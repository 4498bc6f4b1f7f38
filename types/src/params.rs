//! Adjudication parameters — jury sizing, voting windows, consensus rules.
//!
//! Every field can be supplied from configuration; missing fields fall back to the
//! defaults below.

use crate::error::ParamsError;
use serde::{Deserialize, Serialize};

const DAY_SECS: u64 = 24 * 3600;

/// All tunable parameters of the adjudication engine.
#[derive(Clone, Debug, PartialEq, Eq, Serialize, Deserialize)]
#[serde(default)]
pub struct AdjudicationParams {
    // ── Jury sizing ──────────────────────────────────────────────────────
    /// Smallest jury that may be seated; also the minimum vote count for a
    /// deadline resolution.
    pub min_jury_size: u32,

    /// Largest jury that may be seated.
    pub max_jury_size: u32,

    /// Jury size used when the caller does not request one.
    pub default_jury_size: u32,

    /// Extra seats an appeal jury gets over the original jury.
    pub appeal_jury_increment: u32,

    // ── Voting ───────────────────────────────────────────────────────────
    /// Seconds from jury selection to the voting deadline.
    pub voting_period_secs: u64,

    /// Percentage (0–100) of cast votes that must favour a payout.
    /// An even split between favour and against is a rejection.
    pub consensus_threshold_pct: u32,

    /// Fraction of the jury (basis points) whose votes trigger early resolution.
    pub consensus_quorum_bps: u32,

    /// Re-selections allowed after a no-quorum round before the claim is
    /// force-rejected.
    pub inconclusive_retry_cap: u32,

    // ── Appeals ──────────────────────────────────────────────────────────
    /// Seconds after resolution during which a rejected claim may be appealed.
    pub appeal_window_secs: u64,

    // ── Claim intake ─────────────────────────────────────────────────────
    /// Minimum description length in characters.
    pub min_description_len: usize,
}

impl AdjudicationParams {
    /// Votes required before a jury of `jury_size` resolves early:
    /// `ceil(jury_size * consensus_quorum_bps / 10_000)`, clamped to `1..=jury_size`.
    pub fn required_votes(&self, jury_size: u32) -> u32 {
        let scaled = jury_size as u64 * self.consensus_quorum_bps as u64;
        let required = scaled.div_ceil(10_000) as u32;
        required.clamp(1, jury_size.max(1))
    }

    /// Size of an appeal jury given the original jury size and the caller's request.
    ///
    /// Never smaller than the original jury; capped at `max_jury_size` unless the
    /// original jury already exceeds it.
    pub fn appeal_jury_size(&self, original: u32, requested: Option<u32>) -> u32 {
        let floor = original.saturating_add(self.appeal_jury_increment);
        let wanted = requested.unwrap_or(floor).max(floor);
        wanted.min(self.max_jury_size).max(original)
    }

    /// Check internal consistency.
    pub fn validate(&self) -> Result<(), ParamsError> {
        if self.min_jury_size == 0 || self.min_jury_size > self.max_jury_size {
            return Err(ParamsError::InvalidJuryBounds {
                min: self.min_jury_size,
                max: self.max_jury_size,
            });
        }
        if !(self.min_jury_size..=self.max_jury_size).contains(&self.default_jury_size) {
            return Err(ParamsError::DefaultJurySize {
                size: self.default_jury_size,
                min: self.min_jury_size,
                max: self.max_jury_size,
            });
        }
        if self.consensus_threshold_pct > 100 {
            return Err(ParamsError::ThresholdOutOfRange(self.consensus_threshold_pct));
        }
        if self.consensus_quorum_bps == 0 || self.consensus_quorum_bps > 10_000 {
            return Err(ParamsError::QuorumFractionOutOfRange(self.consensus_quorum_bps));
        }
        if self.voting_period_secs == 0 {
            return Err(ParamsError::ZeroVotingPeriod);
        }
        if self.appeal_window_secs == 0 {
            return Err(ParamsError::ZeroAppealWindow);
        }
        Ok(())
    }
}

impl Default for AdjudicationParams {
    fn default() -> Self {
        Self {
            min_jury_size: 3,
            max_jury_size: 21,
            default_jury_size: 5,
            appeal_jury_increment: 2,

            voting_period_secs: 5 * DAY_SECS,
            consensus_threshold_pct: 60,
            consensus_quorum_bps: 7500, // 75%
            inconclusive_retry_cap: 2,

            appeal_window_secs: 14 * DAY_SECS,

            min_description_len: 10,
        }
    }
}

• What this task involves:
Search the records for the word "ParamsError". Copy every line that has it.

• Reply:
use crate::error::ParamsError;
    pub fn validate(&self) -> Result<(), ParamsError> {
            return Err(ParamsError::InvalidJuryBounds {
            return Err(ParamsError::DefaultJurySize {
            return Err(ParamsError::ThresholdOutOfRange(self.consensus_threshold_pct));
            return Err(ParamsError::QuorumFractionOutOfRange(self.consensus_quorum_bps));
            return Err(ParamsError::ZeroVotingPeriod);
            return Err(ParamsError::ZeroAppealWindow);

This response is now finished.